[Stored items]
::::::::::
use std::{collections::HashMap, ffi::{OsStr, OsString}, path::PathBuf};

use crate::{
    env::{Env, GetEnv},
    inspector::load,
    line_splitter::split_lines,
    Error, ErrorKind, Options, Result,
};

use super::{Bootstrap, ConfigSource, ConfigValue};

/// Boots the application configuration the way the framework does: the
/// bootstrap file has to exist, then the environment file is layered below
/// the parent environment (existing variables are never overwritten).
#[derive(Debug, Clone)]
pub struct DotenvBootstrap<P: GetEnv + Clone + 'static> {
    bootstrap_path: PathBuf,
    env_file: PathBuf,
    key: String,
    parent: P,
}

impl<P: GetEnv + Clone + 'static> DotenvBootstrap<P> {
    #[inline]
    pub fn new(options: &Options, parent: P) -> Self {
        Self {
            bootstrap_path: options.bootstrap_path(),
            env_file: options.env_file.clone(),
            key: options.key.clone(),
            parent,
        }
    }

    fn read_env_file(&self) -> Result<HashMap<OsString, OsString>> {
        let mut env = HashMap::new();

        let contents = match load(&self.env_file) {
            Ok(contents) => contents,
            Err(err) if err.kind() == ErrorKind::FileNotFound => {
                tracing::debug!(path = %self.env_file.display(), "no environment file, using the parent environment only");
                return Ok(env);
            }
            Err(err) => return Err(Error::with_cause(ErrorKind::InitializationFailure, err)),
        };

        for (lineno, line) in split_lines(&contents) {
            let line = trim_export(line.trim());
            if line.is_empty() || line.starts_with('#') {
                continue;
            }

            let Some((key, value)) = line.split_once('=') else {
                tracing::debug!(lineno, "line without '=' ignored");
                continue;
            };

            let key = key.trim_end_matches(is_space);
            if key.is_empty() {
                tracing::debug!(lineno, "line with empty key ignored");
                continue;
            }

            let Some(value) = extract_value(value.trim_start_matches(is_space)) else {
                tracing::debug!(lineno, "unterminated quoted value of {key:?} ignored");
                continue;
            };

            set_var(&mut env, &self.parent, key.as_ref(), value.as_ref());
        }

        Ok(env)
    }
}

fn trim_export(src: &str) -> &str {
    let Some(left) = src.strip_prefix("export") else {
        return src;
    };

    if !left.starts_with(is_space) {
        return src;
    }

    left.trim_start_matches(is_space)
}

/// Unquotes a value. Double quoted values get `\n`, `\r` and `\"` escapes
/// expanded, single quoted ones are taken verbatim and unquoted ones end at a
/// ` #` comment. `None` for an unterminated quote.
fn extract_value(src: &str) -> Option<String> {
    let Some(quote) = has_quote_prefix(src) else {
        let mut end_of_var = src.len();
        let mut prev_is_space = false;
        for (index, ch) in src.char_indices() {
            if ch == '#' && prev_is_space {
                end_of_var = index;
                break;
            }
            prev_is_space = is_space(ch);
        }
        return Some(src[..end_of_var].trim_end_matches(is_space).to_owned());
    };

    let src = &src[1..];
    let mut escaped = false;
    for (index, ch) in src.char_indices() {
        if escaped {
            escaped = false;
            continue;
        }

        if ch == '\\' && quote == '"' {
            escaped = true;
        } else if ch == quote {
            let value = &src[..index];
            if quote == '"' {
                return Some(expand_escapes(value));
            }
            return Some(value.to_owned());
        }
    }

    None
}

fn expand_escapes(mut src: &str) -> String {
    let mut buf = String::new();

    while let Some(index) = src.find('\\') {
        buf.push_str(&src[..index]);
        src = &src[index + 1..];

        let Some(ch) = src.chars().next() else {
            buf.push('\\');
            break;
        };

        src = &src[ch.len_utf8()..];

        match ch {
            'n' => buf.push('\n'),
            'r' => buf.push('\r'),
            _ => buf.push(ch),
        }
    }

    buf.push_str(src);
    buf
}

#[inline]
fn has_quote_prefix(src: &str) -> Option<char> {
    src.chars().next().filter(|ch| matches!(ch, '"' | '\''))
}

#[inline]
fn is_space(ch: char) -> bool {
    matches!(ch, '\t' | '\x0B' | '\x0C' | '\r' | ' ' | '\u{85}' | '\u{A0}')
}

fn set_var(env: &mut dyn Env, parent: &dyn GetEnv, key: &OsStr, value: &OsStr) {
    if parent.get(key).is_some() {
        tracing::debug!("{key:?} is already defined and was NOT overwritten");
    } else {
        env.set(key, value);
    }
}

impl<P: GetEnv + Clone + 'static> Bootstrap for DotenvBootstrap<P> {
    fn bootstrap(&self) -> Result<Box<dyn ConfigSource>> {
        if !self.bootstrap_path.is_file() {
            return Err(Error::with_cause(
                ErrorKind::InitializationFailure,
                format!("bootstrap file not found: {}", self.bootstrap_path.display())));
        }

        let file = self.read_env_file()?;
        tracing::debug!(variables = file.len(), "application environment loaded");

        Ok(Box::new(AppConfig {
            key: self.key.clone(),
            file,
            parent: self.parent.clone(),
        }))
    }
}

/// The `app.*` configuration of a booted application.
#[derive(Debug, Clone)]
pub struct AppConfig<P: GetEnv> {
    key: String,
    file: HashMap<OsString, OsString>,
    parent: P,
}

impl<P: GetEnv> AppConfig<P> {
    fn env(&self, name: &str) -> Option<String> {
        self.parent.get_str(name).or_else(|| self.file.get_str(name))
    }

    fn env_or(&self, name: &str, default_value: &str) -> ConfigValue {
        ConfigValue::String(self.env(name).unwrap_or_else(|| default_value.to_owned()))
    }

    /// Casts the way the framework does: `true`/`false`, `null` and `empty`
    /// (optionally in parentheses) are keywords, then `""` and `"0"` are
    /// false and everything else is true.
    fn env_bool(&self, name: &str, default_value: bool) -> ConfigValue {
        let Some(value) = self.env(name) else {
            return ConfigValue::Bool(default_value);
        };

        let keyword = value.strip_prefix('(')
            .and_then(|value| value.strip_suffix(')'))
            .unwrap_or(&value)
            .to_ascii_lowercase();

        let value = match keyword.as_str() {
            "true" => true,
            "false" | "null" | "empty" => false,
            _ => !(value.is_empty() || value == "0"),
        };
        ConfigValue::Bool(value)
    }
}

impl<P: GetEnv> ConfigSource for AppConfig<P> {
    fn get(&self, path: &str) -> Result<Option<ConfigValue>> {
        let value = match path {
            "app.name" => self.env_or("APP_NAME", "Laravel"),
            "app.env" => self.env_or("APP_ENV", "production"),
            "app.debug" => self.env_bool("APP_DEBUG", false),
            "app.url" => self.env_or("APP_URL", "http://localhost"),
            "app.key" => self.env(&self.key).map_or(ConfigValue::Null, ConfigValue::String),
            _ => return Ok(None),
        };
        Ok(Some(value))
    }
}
::::::::::
■ Description of the task
An exact reproduction of all the records is required.

■ Task answer
use std::{collections::HashMap, ffi::{OsStr, OsString}, path::PathBuf};

use crate::{
    env::{Env, GetEnv},
    inspector::load,
    line_splitter::split_lines,
    Error, ErrorKind, Options, Result,
};

use super::{Bootstrap, ConfigSource, ConfigValue};

/// Boots the application configuration the way the framework does: the
/// bootstrap file has to exist, then the environment file is layered below
/// the parent environment (existing variables are never overwritten).
#[derive(Debug, Clone)]
pub struct DotenvBootstrap<P: GetEnv + Clone + 'static> {
    bootstrap_path: PathBuf,
    env_file: PathBuf,
    key: String,
    parent: P,
}

impl<P: GetEnv + Clone + 'static> DotenvBootstrap<P> {
    #[inline]
    pub fn new(options: &Options, parent: P) -> Self {
        Self {
            bootstrap_path: options.bootstrap_path(),
            env_file: options.env_file.clone(),
            key: options.key.clone(),
            parent,
        }
    }

    fn read_env_file(&self) -> Result<HashMap<OsString, OsString>> {
        let mut env = HashMap::new();

        let contents = match load(&self.env_file) {
            Ok(contents) => contents,
            Err(err) if err.kind() == ErrorKind::FileNotFound => {
                tracing::debug!(path = %self.env_file.display(), "no environment file, using the parent environment only");
                return Ok(env);
            }
            Err(err) => return Err(Error::with_cause(ErrorKind::InitializationFailure, err)),
        };

        for (lineno, line) in split_lines(&contents) {
            let line = trim_export(line.trim());
            if line.is_empty() || line.starts_with('#') {
                continue;
            }

            let Some((key, value)) = line.split_once('=') else {
                tracing::debug!(lineno, "line without '=' ignored");
                continue;
            };

            let key = key.trim_end_matches(is_space);
            if key.is_empty() {
                tracing::debug!(lineno, "line with empty key ignored");
                continue;
            }

            let Some(value) = extract_value(value.trim_start_matches(is_space)) else {
                tracing::debug!(lineno, "unterminated quoted value of {key:?} ignored");
                continue;
            };

            set_var(&mut env, &self.parent, key.as_ref(), value.as_ref());
        }

        Ok(env)
    }
}

fn trim_export(src: &str) -> &str {
    let Some(left) = src.strip_prefix("export") else {
        return src;
    };

    if !left.starts_with(is_space) {
        return src;
    }

    left.trim_start_matches(is_space)
}

/// Unquotes a value. Double quoted values get `\n`, `\r` and `\"` escapes
/// expanded, single quoted ones are taken verbatim and unquoted ones end at a
/// ` #` comment. `None` for an unterminated quote.
fn extract_value(src: &str) -> Option<String> {
    let Some(quote) = has_quote_prefix(src) else {
        let mut end_of_var = src.len();
        let mut prev_is_space = false;
        for (index, ch) in src.char_indices() {
            if ch == '#' && prev_is_space {
                end_of_var = index;
                break;
            }
            prev_is_space = is_space(ch);
        }
        return Some(src[..end_of_var].trim_end_matches(is_space).to_owned());
    };

    let src = &src[1..];
    let mut escaped = false;
    for (index, ch) in src.char_indices() {
        if escaped {
            escaped = false;
            continue;
        }

        if ch == '\\' && quote == '"' {
            escaped = true;
        } else if ch == quote {
            let value = &src[..index];
            if quote == '"' {
                return Some(expand_escapes(value));
            }
            return Some(value.to_owned());
        }
    }

    None
}

fn expand_escapes(mut src: &str) -> String {
    let mut buf = String::new();

    while let Some(index) = src.find('\\') {
        buf.push_str(&src[..index]);
        src = &src[index + 1..];

        let Some(ch) = src.chars().next() else {
            buf.push('\\');
            break;
        };

        src = &src[ch.len_utf8()..];

        match ch {
            'n' => buf.push('\n'),
            'r' => buf.push('\r'),
            _ => buf.push(ch),
        }
    }

    buf.push_str(src);
    buf
}

#[inline]
fn has_quote_prefix(src: &str) -> Option<char> {
    src.chars().next().filter(|ch| matches!(ch, '"' | '\''))
}

#[inline]
fn is_space(ch: char) -> bool {
    matches!(ch, '\t' | '\x0B' | '\x0C' | '\r' | ' ' | '\u{85}' | '\u{A0}')
}

fn set_var(env: &mut dyn Env, parent: &dyn GetEnv, key: &OsStr, value: &OsStr) {
    if parent.get(key).is_some() {
        tracing::debug!("{key:?} is already defined and was NOT overwritten");
    } else {
        env.set(key, value);
    }
}

impl<P: GetEnv + Clone + 'static> Bootstrap for DotenvBootstrap<P> {
    fn bootstrap(&self) -> Result<Box<dyn ConfigSource>> {
        if !self.bootstrap_path.is_file() {
            return Err(Error::with_cause(
                ErrorKind::InitializationFailure,
                format!("bootstrap file not found: {}", self.bootstrap_path.display())));
        }

        let file = self.read_env_file()?;
        tracing::debug!(variables = file.len(), "application environment loaded");

        Ok(Box::new(AppConfig {
            key: self.key.clone(),
            file,
            parent: self.parent.clone(),
        }))
    }
}

/// The `app.*` configuration of a booted application.
#[derive(Debug, Clone)]
pub struct AppConfig<P: GetEnv> {
    key: String,
    file: HashMap<OsString, OsString>,
    parent: P,
}

impl<P: GetEnv> AppConfig<P> {
    fn env(&self, name: &str) -> Option<String> {
        self.parent.get_str(name).or_else(|| self.file.get_str(name))
    }

    fn env_or(&self, name: &str, default_value: &str) -> ConfigValue {
        ConfigValue::String(self.env(name).unwrap_or_else(|| default_value.to_owned()))
    }

    /// Casts the way the framework does: `true`/`false`, `null` and `empty`
    /// (optionally in parentheses) are keywords, then `""` and `"0"` are
    /// false and everything else is true.
    fn env_bool(&self, name: &str, default_value: bool) -> ConfigValue {
        let Some(value) = self.env(name) else {
            return ConfigValue::Bool(default_value);
        };

        let keyword = value.strip_prefix('(')
            .and_then(|value| value.strip_suffix(')'))
            .unwrap_or(&value)
            .to_ascii_lowercase();

        let value = match keyword.as_str() {
            "true" => true,
            "false" | "null" | "empty" => false,
            _ => !(value.is_empty() || value == "0"),
        };
        ConfigValue::Bool(value)
    }
}

impl<P: GetEnv> ConfigSource for AppConfig<P> {
    fn get(&self, path: &str) -> Result<Option<ConfigValue>> {
        let value = match path {
            "app.name" => self.env_or("APP_NAME", "Laravel"),
            "app.env" => self.env_or("APP_ENV", "production"),
            "app.debug" => self.env_bool("APP_DEBUG", false),
            "app.url" => self.env_or("APP_URL", "http://localhost"),
            "app.key" => self.env(&self.key).map_or(ConfigValue::Null, ConfigValue::String),
            _ => return Ok(None),
        };
        Ok(Some(value))
    }
}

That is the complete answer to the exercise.